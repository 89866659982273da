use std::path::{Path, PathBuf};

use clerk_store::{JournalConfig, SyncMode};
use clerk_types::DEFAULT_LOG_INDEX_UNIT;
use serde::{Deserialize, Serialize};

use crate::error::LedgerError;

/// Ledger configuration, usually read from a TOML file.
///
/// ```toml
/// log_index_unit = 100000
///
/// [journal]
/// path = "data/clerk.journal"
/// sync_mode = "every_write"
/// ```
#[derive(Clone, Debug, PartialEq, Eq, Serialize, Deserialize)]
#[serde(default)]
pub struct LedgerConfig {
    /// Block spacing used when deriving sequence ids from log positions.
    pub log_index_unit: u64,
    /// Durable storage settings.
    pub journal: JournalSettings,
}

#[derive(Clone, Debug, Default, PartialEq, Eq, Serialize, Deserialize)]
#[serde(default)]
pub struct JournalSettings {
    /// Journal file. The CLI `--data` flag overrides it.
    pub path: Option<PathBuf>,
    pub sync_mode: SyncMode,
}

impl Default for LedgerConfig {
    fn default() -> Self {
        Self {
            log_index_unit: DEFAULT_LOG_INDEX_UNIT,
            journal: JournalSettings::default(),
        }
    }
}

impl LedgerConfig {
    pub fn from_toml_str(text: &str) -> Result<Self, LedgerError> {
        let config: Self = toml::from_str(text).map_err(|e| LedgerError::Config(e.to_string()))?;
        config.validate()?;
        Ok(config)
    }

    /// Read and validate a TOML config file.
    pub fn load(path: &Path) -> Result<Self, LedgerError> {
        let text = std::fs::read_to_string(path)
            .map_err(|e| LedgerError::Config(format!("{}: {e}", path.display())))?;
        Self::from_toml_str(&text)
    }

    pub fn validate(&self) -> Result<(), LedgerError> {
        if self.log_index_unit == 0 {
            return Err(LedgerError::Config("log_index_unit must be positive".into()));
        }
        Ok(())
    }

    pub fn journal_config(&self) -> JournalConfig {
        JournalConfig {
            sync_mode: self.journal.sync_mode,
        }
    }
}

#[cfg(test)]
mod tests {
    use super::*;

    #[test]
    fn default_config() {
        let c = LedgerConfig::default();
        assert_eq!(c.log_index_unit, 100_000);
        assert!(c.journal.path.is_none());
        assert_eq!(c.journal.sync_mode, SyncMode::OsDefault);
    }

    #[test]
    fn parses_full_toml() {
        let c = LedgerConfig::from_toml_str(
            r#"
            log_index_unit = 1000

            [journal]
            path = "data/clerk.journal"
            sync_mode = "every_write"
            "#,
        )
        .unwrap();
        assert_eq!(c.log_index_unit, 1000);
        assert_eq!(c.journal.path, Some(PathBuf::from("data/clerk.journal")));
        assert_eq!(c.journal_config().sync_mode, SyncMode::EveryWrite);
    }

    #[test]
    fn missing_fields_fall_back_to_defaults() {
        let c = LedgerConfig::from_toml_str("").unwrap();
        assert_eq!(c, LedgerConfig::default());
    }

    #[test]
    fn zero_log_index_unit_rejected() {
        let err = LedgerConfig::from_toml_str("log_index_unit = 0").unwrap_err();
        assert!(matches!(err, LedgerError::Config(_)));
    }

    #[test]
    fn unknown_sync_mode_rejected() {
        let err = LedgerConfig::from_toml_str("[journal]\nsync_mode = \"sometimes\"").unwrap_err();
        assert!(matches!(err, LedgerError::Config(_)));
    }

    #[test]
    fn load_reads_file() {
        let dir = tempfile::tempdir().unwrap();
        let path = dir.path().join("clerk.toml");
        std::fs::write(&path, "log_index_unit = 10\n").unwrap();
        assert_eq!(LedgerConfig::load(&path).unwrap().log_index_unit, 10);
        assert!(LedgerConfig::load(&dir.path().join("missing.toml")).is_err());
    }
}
════════════════════
> **Your task**
In the material above, locate the line containing "TOML config file." and the line containing "assert!(c.journal.path.is_none());". Transcribe exactly those two lines and every line between them, and nothing more.

> **Expected answer**
    /// Read and validate a TOML config file.
    pub fn load(path: &Path) -> Result<Self, LedgerError> {
        let text = std::fs::read_to_string(path)
            .map_err(|e| LedgerError::Config(format!("{}: {e}", path.display())))?;
        Self::from_toml_str(&text)
    }

    pub fn validate(&self) -> Result<(), LedgerError> {
        if self.log_index_unit == 0 {
            return Err(LedgerError::Config("log_index_unit must be positive".into()));
        }
        Ok(())
    }

    pub fn journal_config(&self) -> JournalConfig {
        JournalConfig {
            sync_mode: self.journal.sync_mode,
        }
    }
}

#[cfg(test)]
mod tests {
    use super::*;

    #[test]
    fn default_config() {
        let c = LedgerConfig::default();
        assert_eq!(c.log_index_unit, 100_000);
        assert!(c.journal.path.is_none());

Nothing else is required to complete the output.